Stop after the line that contains "exists solely to"; until then, restate each line of the entries word for word from the very first.
◇ ◇ ◇ ◇ ◇ ◇ ◇
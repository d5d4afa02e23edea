//! Scenario results and per-scenario failure capture.

use crate::backend::BackendError;

/// The measured outcome of one completed trial set.
///
/// Immutable after creation; produced after teardown, so it owns nothing
/// from the backend it was measured against. The checksum exists solely to
/// prove the compiler did not elide the workload.
#[derive(Debug, Clone, PartialEq, Eq)]
pub struct ScenarioResult {
    /// Scenario label, unique within a run.
    pub label: String,
    /// Wall-clock nanoseconds across all trials.
    pub elapsed_nanos: u64,
    /// Inner iterations per trial.
    pub iterations: u64,
    /// Number of timed trials.
    pub trials: u32,
    /// Accumulated workload checksum (liveness proof, not a metric).
    pub checksum: u64,
    /// True when the backend fell back to plain-heap semantics.
    pub degraded: bool,
}

impl ScenarioResult {
    /// Elapsed wall-clock time in milliseconds.
    #[must_use]
    #[allow(clippy::cast_precision_loss)]
    pub fn elapsed_ms(&self) -> f64 {
        self.elapsed_nanos as f64 / 1_000_000.0
    }

    /// Milliseconds per trial.
    #[must_use]
    pub fn ms_per_trial(&self) -> f64 {
        if self.trials == 0 {
            return 0.0;
        }
        self.elapsed_ms() / f64::from(self.trials)
    }

    /// Total operations across all trials.
    #[must_use]
    pub fn total_ops(&self) -> u64 {
        u64::from(self.trials).saturating_mul(self.iterations)
    }

    /// Nanoseconds per operation.
    #[must_use]
    #[allow(clippy::cast_precision_loss)]
    pub fn ns_per_op(&self) -> f64 {
        let ops = self.total_ops();
        if ops == 0 {
            return 0.0;
        }
        self.elapsed_nanos as f64 / ops as f64
    }
}

/// One scenario's outcome: a result, or the failure that stopped it.
///
/// Scenarios in a run are independent - a failed acquisition is captured
/// here, reported, and never prevents subsequent scenarios from running.
#[derive(Debug)]
pub enum ScenarioOutcome {
    /// The trial set ran to completion.
    Completed(ScenarioResult),

    /// The scenario aborted before measuring, typically on acquisition.
    Failed {
        /// Scenario label.
        label: String,
        /// What stopped it.
        error: BackendError,
    },
}

impl ScenarioOutcome {
    /// The scenario label, regardless of outcome.
    #[must_use]
    pub fn label(&self) -> &str {
        match self {
            Self::Completed(result) => &result.label,
            Self::Failed { label, .. } => label,
        }
    }

    /// True when the scenario produced a result.
    #[must_use]
    pub fn is_completed(&self) -> bool {
        matches!(self, Self::Completed(_))
    }

    /// The result, when there is one.
    #[must_use]
    pub fn result(&self) -> Option<&ScenarioResult> {
        match self {
            Self::Completed(result) => Some(result),
            Self::Failed { .. } => None,
        }
    }
}

#[cfg(test)]
mod tests {
    use super::*;

    fn sample() -> ScenarioResult {
        ScenarioResult {
            label: "sample".to_string(),
            elapsed_nanos: 2_000_000_000,
            iterations: 1_000_000,
            trials: 2,
            checksum: 42,
            degraded: false,
        }
    }

    #[test]
    fn test_derived_metrics() {
        let result = sample();
        assert!((result.elapsed_ms() - 2000.0).abs() < f64::EPSILON);
        assert!((result.ms_per_trial() - 1000.0).abs() < f64::EPSILON);
        assert_eq!(result.total_ops(), 2_000_000);
        assert!((result.ns_per_op() - 1000.0).abs() < f64::EPSILON);
    }

    #[test]
    fn test_zero_counts_do_not_divide_by_zero() {
        let mut result = sample();
        result.trials = 0;
        result.iterations = 0;
        assert!(result.ms_per_trial().abs() < f64::EPSILON);
        assert!(result.ns_per_op().abs() < f64::EPSILON);
    }

    #[test]
    fn test_outcome_label() {
        let completed = ScenarioOutcome::Completed(sample());
        assert_eq!(completed.label(), "sample");
        assert!(completed.is_completed());

        let failed = ScenarioOutcome::Failed {
            label: "broken".to_string(),
            error: BackendError::InvalidAlignment(3),
        };
        assert_eq!(failed.label(), "broken");
        assert!(!failed.is_completed());
        assert!(failed.result().is_none());
    }
}
//! Error types for memory backend operations.

use crate::numa::NumaError;

/// Errors that can occur while acquiring or slicing backend storage.
#[derive(Debug, thiserror::Error)]
pub enum BackendError {
    /// The platform allocator returned no memory
    #[error("allocation failed: {0}")]
    AllocationFailed(String),

    /// Alignment argument was zero or not a power of two
    #[error("invalid alignment {0}: must be a nonzero power of two")]
    InvalidAlignment(usize),

    /// A fixed region cannot hold the requested slot sequence.
    ///
    /// The pool never grows; requesting fewer slots is the caller's job.
    #[error("region exhausted: need {needed} bytes, region holds {available}")]
    PoolExhausted {
        /// Bytes required for the requested slots
        needed: usize,
        /// Bytes the region actually holds
        available: usize,
    },

    /// The requested strategy needs a platform capability that is absent
    /// and no fallback is permitted
    #[error("required capability unavailable: {0}")]
    CapabilityUnavailable(String),

    /// NUMA placement errors
    #[error("NUMA error: {0}")]
    Numa(#[from] NumaError),
}
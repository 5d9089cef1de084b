//! parkdesk - A small parking slot and ticket management service
//!
//! This crate tracks occupancy of a fixed set of parking slots, issues and
//! closes tickets for vehicles, and derives daily statistics on demand:
//! - Slot registry created once at startup, occupancy flipped per operation
//! - Append-mostly ticket log, one ticket per occupancy episode
//! - Append-only occupancy event log used to reconstruct peak occupancy
//! - A JSON HTTP API in front of the core operations
//!
//! # Concurrent Safety
//!
//! All three in-memory stores (slots, tickets, events) live behind a single
//! mutex inside [`lot::ParkingLot`], so each occupy/release call updates them
//! as one atomic unit. Two requests racing for the same free slot cannot both
//! succeed; the loser gets a recoverable error.
//!
//! # Example
//!
//! ```rust,ignore
//! use parkdesk::core::VehicleDetails;
//! use parkdesk::lot::ParkingLot;
//!
//! let lot = ParkingLot::new(20);
//! let ticket = lot.occupy(5, VehicleDetails {
//!     car_number: "ABC123".into(),
//!     owner_name: "Jane".into(),
//!     phone: "555".into(),
//! })?;
//! let closed = lot.release(5)?;
//! assert!(closed.exit_time.is_some());
//! ```

pub mod api;
pub mod cli;
pub mod config;
pub mod core;
pub mod error;
pub mod lot;

#[cfg(test)]
pub mod test_utils;

// Re-export commonly used types
pub use error::{ParkdeskError, Result};
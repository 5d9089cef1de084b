//! parkdesk - parking slot and ticket management service
//!
//! Entry point: parses CLI flags, layers them over the file/env
//! configuration, builds the in-memory lot, and serves the HTTP API until
//! shutdown.

use std::sync::Arc;

use clap::Parser;
use parkdesk::api::{self, ServerConfig};
use parkdesk::cli::Cli;
use parkdesk::config::Settings;
use parkdesk::lot::ParkingLot;

#[tokio::main]
async fn main() -> anyhow::Result<()> {
    let cli = Cli::parse();

    let default_filter = if cli.verbose { "parkdesk=debug" } else { "parkdesk=info" };
    tracing_subscriber::fmt()
        .with_env_filter(
            tracing_subscriber::EnvFilter::try_from_default_env()
                .unwrap_or_else(|_| default_filter.into()),
        )
        .init();

    let mut settings = Settings::load(cli.config.as_deref())?;
    if let Some(host) = cli.host {
        settings.server.host = host;
    }
    if let Some(port) = cli.port {
        settings.server.port = port;
    }
    if let Some(slots) = cli.slots {
        settings.lot.slots = slots;
    }

    tracing::info!(
        slots = settings.lot.slots,
        "initializing parking lot"
    );
    let lot = Arc::new(ParkingLot::new(settings.lot.slots));

    api::serve(
        ServerConfig {
            host: settings.server.host,
            port: settings.server.port,
        },
        lot,
    )
    .await
}
//! HTTP transport
//!
//! A thin axum binding over the core operations. The core never sees HTTP;
//! the handlers validate field formats, call into [`crate::lot::ParkingLot`],
//! and shape the JSON responses.

pub mod routes;
pub mod server;

pub use self::routes::routes;
pub use self::server::{ServerConfig, serve};
//! Ticket types
//!
//! A ticket records one occupancy episode for a slot, from entry to exit.
//! It is created by occupy with no exit time, mutated exactly once by release
//! to set the exit time, and never deleted afterwards.

use chrono::{DateTime, Utc};
use serde::{Deserialize, Serialize};
use std::fmt;
use uuid::Uuid;

/// Unique identifier for a ticket
#[derive(Debug, Clone, PartialEq, Eq, Hash, Serialize, Deserialize)]
#[serde(transparent)]
pub struct TicketId(Uuid);

impl TicketId {
    /// Generates a new random ticket ID
    #[must_use]
    pub fn new() -> Self {
        Self(Uuid::new_v4())
    }
}

impl Default for TicketId {
    fn default() -> Self {
        Self::new()
    }
}

impl fmt::Display for TicketId {
    fn fmt(&self, f: &mut fmt::Formatter<'_>) -> fmt::Result {
        self.0.fmt(f)
    }
}

/// Vehicle and owner details captured when a slot is occupied
///
/// Format validation (letters-only names, digits-only phones) is the
/// transport's concern; the core stores these strings as given.
#[derive(Debug, Clone, PartialEq, Eq, Serialize, Deserialize)]
#[serde(rename_all = "camelCase")]
pub struct VehicleDetails {
    /// License plate
    pub car_number: String,
    /// Owner display name
    pub owner_name: String,
    /// Contact phone number
    pub phone: String,
}

/// Record of one occupancy episode for a slot
#[derive(Debug, Clone, PartialEq, Eq, Serialize, Deserialize)]
#[serde(rename_all = "camelCase")]
pub struct Ticket {
    /// Unique ticket identity
    pub id: TicketId,
    /// Slot this ticket belongs to
    pub slot_id: u32,
    /// License plate
    pub car_number: String,
    /// Owner display name
    pub owner_name: String,
    /// Contact phone number
    pub phone: String,
    /// Entry time, stamped by the lot's clock at occupy
    pub timestamp: DateTime<Utc>,
    /// Exit time, set exactly once by release
    pub exit_time: Option<DateTime<Utc>>,
}

impl Ticket {
    /// Opens a new ticket for a slot at the given entry time
    #[must_use]
    pub fn new(slot_id: u32, vehicle: VehicleDetails, timestamp: DateTime<Utc>) -> Self {
        Self {
            id: TicketId::new(),
            slot_id,
            car_number: vehicle.car_number,
            owner_name: vehicle.owner_name,
            phone: vehicle.phone,
            timestamp,
            exit_time: None,
        }
    }

    /// A ticket is open while it has no recorded exit time
    #[must_use]
    pub const fn is_open(&self) -> bool {
        self.exit_time.is_none()
    }

    /// Parking duration in minutes, present only once the ticket is closed
    #[must_use]
    pub fn duration_minutes(&self) -> Option<f64> {
        self.exit_time
            .map(|exit| (exit - self.timestamp).num_milliseconds() as f64 / 60_000.0)
    }
}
◇ ◇ ◇ ◇ ◇ ◇ ◇
- [Task answer]
repository d5d4afa02e23edea
//! Scenario results and per-scenario failure capture.

use crate::backend::BackendError;

/// The measured outcome of one completed trial set.
///
/// Immutable after creation; produced after teardown, so it owns nothing
/// from the backend it was measured against. The checksum exists solely to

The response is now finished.